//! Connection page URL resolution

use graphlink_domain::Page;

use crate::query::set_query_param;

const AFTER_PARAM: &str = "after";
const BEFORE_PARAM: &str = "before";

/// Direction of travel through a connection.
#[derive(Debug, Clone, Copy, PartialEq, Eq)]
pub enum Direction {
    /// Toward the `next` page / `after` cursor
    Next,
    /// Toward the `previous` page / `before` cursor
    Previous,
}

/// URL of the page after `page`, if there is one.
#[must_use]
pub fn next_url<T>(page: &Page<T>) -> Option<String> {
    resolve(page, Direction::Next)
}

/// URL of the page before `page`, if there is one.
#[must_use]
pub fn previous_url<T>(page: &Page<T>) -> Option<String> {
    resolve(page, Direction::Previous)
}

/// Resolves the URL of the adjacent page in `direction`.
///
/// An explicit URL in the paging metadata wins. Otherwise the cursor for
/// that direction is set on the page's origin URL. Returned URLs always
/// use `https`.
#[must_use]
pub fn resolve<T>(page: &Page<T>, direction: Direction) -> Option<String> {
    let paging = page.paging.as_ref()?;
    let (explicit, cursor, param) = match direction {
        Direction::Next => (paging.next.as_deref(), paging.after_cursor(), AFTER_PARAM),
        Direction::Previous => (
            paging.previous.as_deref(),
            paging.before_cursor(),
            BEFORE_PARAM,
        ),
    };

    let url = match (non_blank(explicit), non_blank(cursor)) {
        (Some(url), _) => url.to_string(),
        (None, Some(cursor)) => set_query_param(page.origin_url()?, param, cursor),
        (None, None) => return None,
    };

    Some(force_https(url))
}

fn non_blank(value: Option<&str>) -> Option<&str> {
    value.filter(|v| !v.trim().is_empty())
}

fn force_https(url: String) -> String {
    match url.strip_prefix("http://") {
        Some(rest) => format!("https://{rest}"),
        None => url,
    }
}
==
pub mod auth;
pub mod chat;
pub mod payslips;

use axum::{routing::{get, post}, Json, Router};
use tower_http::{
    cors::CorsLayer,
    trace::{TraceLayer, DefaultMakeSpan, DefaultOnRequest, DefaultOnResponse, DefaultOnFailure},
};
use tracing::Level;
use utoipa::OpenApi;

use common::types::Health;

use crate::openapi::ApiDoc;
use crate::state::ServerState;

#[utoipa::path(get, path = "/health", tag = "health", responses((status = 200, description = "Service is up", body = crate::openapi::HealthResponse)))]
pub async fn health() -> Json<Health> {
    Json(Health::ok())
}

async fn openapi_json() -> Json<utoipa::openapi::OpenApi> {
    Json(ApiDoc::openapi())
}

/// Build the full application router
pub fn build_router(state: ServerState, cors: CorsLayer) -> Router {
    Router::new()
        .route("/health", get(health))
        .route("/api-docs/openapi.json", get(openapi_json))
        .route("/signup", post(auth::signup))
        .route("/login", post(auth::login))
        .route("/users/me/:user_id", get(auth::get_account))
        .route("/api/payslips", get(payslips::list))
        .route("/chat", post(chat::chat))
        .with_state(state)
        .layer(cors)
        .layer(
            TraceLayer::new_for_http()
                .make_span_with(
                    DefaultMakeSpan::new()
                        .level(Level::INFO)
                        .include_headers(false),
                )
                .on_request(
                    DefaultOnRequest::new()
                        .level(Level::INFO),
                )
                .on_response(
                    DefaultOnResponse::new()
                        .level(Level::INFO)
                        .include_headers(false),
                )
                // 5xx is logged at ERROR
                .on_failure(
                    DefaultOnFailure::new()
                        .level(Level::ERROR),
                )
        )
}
--
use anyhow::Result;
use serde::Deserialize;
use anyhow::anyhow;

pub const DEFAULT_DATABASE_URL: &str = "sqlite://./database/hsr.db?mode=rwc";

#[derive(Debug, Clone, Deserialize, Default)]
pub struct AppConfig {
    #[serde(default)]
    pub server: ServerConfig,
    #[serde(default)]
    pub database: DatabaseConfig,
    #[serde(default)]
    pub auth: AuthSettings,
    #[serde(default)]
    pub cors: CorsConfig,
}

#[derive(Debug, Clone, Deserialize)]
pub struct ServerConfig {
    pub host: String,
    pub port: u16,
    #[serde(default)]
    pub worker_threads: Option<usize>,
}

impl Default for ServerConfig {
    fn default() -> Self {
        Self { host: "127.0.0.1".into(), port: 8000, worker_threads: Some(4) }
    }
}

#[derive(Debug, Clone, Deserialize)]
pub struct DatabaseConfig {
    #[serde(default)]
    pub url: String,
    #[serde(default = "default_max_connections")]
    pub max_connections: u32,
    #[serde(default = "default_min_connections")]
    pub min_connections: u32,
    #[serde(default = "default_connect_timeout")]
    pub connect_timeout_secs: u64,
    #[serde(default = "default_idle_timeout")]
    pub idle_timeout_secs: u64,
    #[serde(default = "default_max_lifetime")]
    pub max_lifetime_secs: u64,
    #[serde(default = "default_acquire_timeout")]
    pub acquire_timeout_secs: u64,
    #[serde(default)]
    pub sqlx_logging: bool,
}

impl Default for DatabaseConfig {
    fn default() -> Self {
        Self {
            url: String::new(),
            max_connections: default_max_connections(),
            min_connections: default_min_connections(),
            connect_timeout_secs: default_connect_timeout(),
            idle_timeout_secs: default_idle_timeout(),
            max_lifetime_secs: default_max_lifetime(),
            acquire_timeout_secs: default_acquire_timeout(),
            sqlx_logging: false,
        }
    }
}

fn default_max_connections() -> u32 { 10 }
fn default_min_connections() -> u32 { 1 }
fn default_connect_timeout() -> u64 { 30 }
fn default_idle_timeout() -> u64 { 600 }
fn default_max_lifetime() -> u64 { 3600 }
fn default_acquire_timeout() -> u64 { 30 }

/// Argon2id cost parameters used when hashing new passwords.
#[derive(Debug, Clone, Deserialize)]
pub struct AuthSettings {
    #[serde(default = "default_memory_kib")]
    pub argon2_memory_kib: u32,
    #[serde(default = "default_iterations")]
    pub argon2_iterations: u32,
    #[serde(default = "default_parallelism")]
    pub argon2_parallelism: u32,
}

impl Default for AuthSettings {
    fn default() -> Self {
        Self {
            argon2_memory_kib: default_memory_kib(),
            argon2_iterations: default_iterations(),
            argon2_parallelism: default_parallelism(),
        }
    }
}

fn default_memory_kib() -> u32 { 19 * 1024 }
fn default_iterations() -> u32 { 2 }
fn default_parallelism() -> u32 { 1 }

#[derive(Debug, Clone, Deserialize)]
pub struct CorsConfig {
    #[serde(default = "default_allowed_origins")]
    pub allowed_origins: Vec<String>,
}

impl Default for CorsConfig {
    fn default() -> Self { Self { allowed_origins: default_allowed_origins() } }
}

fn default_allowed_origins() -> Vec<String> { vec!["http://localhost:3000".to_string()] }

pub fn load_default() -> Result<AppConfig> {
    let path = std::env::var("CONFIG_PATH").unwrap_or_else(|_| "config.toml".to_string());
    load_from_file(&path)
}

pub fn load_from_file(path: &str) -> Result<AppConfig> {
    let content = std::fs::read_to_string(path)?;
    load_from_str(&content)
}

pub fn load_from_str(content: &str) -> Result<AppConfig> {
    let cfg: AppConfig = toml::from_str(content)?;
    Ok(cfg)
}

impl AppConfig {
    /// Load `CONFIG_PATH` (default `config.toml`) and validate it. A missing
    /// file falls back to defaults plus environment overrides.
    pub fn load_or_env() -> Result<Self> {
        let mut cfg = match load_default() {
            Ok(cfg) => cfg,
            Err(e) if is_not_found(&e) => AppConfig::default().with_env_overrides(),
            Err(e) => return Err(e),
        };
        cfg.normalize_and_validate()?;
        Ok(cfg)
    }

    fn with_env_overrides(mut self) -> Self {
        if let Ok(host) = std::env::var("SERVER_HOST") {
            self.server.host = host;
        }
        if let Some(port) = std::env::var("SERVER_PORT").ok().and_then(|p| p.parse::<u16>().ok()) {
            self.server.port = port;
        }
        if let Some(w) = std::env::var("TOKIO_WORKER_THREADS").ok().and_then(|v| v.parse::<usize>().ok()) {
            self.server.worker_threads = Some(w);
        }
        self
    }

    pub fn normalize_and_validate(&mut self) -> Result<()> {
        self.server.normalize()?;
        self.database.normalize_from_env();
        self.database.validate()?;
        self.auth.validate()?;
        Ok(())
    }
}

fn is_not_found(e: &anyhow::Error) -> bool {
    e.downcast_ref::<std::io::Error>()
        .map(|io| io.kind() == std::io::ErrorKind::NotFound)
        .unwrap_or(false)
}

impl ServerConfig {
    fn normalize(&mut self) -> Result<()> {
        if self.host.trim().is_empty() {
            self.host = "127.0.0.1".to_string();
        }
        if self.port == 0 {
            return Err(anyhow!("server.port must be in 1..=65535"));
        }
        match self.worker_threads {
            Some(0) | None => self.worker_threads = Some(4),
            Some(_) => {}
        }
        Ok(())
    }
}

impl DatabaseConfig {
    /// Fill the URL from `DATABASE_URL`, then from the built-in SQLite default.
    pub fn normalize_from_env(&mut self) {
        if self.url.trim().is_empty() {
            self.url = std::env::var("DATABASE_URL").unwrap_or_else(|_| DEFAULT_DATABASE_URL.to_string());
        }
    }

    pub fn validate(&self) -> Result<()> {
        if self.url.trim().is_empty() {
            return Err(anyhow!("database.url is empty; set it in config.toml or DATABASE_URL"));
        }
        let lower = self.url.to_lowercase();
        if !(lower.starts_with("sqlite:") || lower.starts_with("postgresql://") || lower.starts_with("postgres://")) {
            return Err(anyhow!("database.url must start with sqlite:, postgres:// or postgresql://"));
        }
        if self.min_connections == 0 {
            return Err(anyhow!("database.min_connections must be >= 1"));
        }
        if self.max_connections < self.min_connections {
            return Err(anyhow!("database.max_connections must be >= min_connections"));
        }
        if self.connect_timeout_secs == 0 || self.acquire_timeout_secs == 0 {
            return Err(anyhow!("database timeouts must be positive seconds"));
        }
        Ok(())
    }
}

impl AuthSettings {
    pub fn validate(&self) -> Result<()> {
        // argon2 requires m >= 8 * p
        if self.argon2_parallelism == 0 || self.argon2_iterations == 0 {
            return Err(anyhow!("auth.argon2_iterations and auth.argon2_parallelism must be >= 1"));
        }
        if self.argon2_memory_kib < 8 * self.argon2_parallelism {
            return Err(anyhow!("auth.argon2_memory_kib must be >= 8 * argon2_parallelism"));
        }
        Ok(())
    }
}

• [Directions]:
Return every line in the records that includes the string "CorsConfig".

• [Written response]:
    pub cors: CorsConfig,
pub struct CorsConfig {
impl Default for CorsConfig {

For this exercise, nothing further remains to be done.